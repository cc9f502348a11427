//! Logging setup.
//!
//! Everything goes to standard error. Standard output carries only the
//! rendered schedule so it can be piped straight into a note.
//!
//! The filter comes from, in order: an explicit directive, `RUST_LOG`, then
//! `myschedule=<level>`. `MYSCHEDULE_LOG_FORMAT` (`compact`, `pretty` or
//! `json`) picks the output format when the caller did not.
//!
//! ```ignore
//! use myschedule_core::tracing::{init_tracing, TracingConfig};
//!
//! init_tracing(TracingConfig::default())?;
//! ```

use std::str::FromStr;

use thiserror::Error;
use tracing::Level;
use tracing_subscriber::{EnvFilter, Layer, Registry, fmt, prelude::*};

/// Environment variable selecting the log format.
pub const LOG_FORMAT_ENV: &str = "MYSCHEDULE_LOG_FORMAT";

#[derive(Debug, Error)]
pub enum TracingError {
    #[error("failed to set global tracing subscriber: {0}")]
    SetGlobalSubscriber(#[from] tracing::subscriber::SetGlobalDefaultError),

    #[error("failed to parse env filter: {0}")]
    EnvFilter(#[from] tracing_subscriber::filter::ParseError),

    #[error("unknown log format '{0}', expected compact, pretty or json")]
    UnknownFormat(String),
}

/// How log lines are laid out.
#[derive(Debug, Clone, Copy, Default, PartialEq, Eq)]
pub enum LogFormat {
    /// One short line per event.
    #[default]
    Compact,
    /// Multi-line, human oriented.
    Pretty,
    /// One JSON object per event.
    Json,
}

impl FromStr for LogFormat {
    type Err = TracingError;

    fn from_str(s: &str) -> Result<Self, Self::Err> {
        match s.trim().to_ascii_lowercase().as_str() {
            "compact" => Ok(Self::Compact),
            "pretty" => Ok(Self::Pretty),
            "json" => Ok(Self::Json),
            other => Err(TracingError::UnknownFormat(other.to_string())),
        }
    }
}

/// Logging options for [`init_tracing`].
#[derive(Debug, Clone)]
pub struct TracingConfig {
    /// Level for `myschedule*` targets when no filter is given.
    pub level: Level,
    /// `None` defers to `MYSCHEDULE_LOG_FORMAT`, then compact.
    pub format: Option<LogFormat>,
    /// Adds timestamps, targets and source locations.
    pub verbose: bool,
    /// Explicit filter directive, wins over `RUST_LOG`.
    pub filter: Option<String>,
}

impl Default for TracingConfig {
    fn default() -> Self {
        Self {
            level: Level::WARN,
            format: None,
            verbose: false,
            filter: None,
        }
    }
}

impl TracingConfig {
    /// The `--debug` configuration.
    #[must_use]
    pub fn cli_debug() -> Self {
        Self {
            level: Level::DEBUG,
            verbose: true,
            ..Self::default()
        }
    }

    #[must_use]
    pub fn with_level(mut self, level: Level) -> Self {
        self.level = level;
        self
    }

    #[must_use]
    pub fn with_format(mut self, format: LogFormat) -> Self {
        self.format = Some(format);
        self
    }

    #[must_use]
    pub fn with_filter(mut self, directive: impl Into<String>) -> Self {
        self.filter = Some(directive.into());
        self
    }

    fn env_filter(&self) -> Result<EnvFilter, TracingError> {
        match self.filter {
            Some(ref directive) => Ok(EnvFilter::try_new(directive)?),
            None => Ok(EnvFilter::try_from_default_env()
                .unwrap_or_else(|_| EnvFilter::new(format!("myschedule={}", self.level)))),
        }
    }

    fn resolved_format(&self) -> Result<LogFormat, TracingError> {
        match self.format {
            Some(format) => Ok(format),
            None => match std::env::var(LOG_FORMAT_ENV) {
                Ok(value) => value.parse(),
                Err(_) => Ok(LogFormat::default()),
            },
        }
    }

    fn layer(&self) -> Result<Box<dyn Layer<Registry> + Send + Sync>, TracingError> {
        let base = fmt::layer()
            .with_writer(std::io::stderr)
            .with_file(self.verbose)
            .with_line_number(self.verbose)
            .with_target(self.verbose);

        let layer = match (self.resolved_format()?, self.verbose) {
            (LogFormat::Compact, true) => base.compact().boxed(),
            (LogFormat::Compact, false) => base.compact().without_time().boxed(),
            (LogFormat::Pretty, _) => base.pretty().boxed(),
            (LogFormat::Json, _) => base.json().boxed(),
        };
        Ok(layer)
    }
}

/// Installs the global subscriber. Call once, first thing in `main`.
///
/// # Errors
///
/// Fails when a subscriber is already installed, the filter directive does
/// not parse, or `MYSCHEDULE_LOG_FORMAT` names an unknown format.
pub fn init_tracing(config: TracingConfig) -> Result<(), TracingError> {
    let subscriber = tracing_subscriber::registry()
        .with(config.layer()?)
        .with(config.env_filter()?);
    tracing::subscriber::set_global_default(subscriber)?;
    Ok(())
}

#[cfg(test)]
mod tests {
    use super::*;

    #[test]
    fn default_is_quiet() {
        let config = TracingConfig::default();
        assert_eq!(config.level, Level::WARN);
        assert!(!config.verbose);
        assert!(config.format.is_none());
        assert!(config.filter.is_none());
    }

    #[test]
    fn debug_is_verbose() {
        let config = TracingConfig::cli_debug();
        assert_eq!(config.level, Level::DEBUG);
        assert!(config.verbose);
    }

    #[test]
    fn explicit_format_wins() {
        let config = TracingConfig::default()
            .with_level(Level::INFO)
            .with_format(LogFormat::Json);
        assert_eq!(config.level, Level::INFO);
        assert_eq!(config.resolved_format().unwrap(), LogFormat::Json);
    }

    #[test]
    fn formats_parse() {
        assert_eq!("JSON".parse::<LogFormat>().unwrap(), LogFormat::Json);
        assert_eq!(" pretty ".parse::<LogFormat>().unwrap(), LogFormat::Pretty);
        assert!(matches!(
            "xml".parse::<LogFormat>(),
            Err(TracingError::UnknownFormat(_))
        ));
    }

    #[test]
    fn invalid_filter_is_rejected() {
        let config = TracingConfig::default().with_filter("myschedule=loudest");
        assert!(matches!(config.env_filter(), Err(TracingError::EnvFilter(_))));
    }
}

- [Work required] Where does the string "UnknownFormat" appear in the records above? Show every line that holds it.

- [Solution]
    UnknownFormat(String),
            other => Err(TracingError::UnknownFormat(other.to_string())),
            Err(TracingError::UnknownFormat(_))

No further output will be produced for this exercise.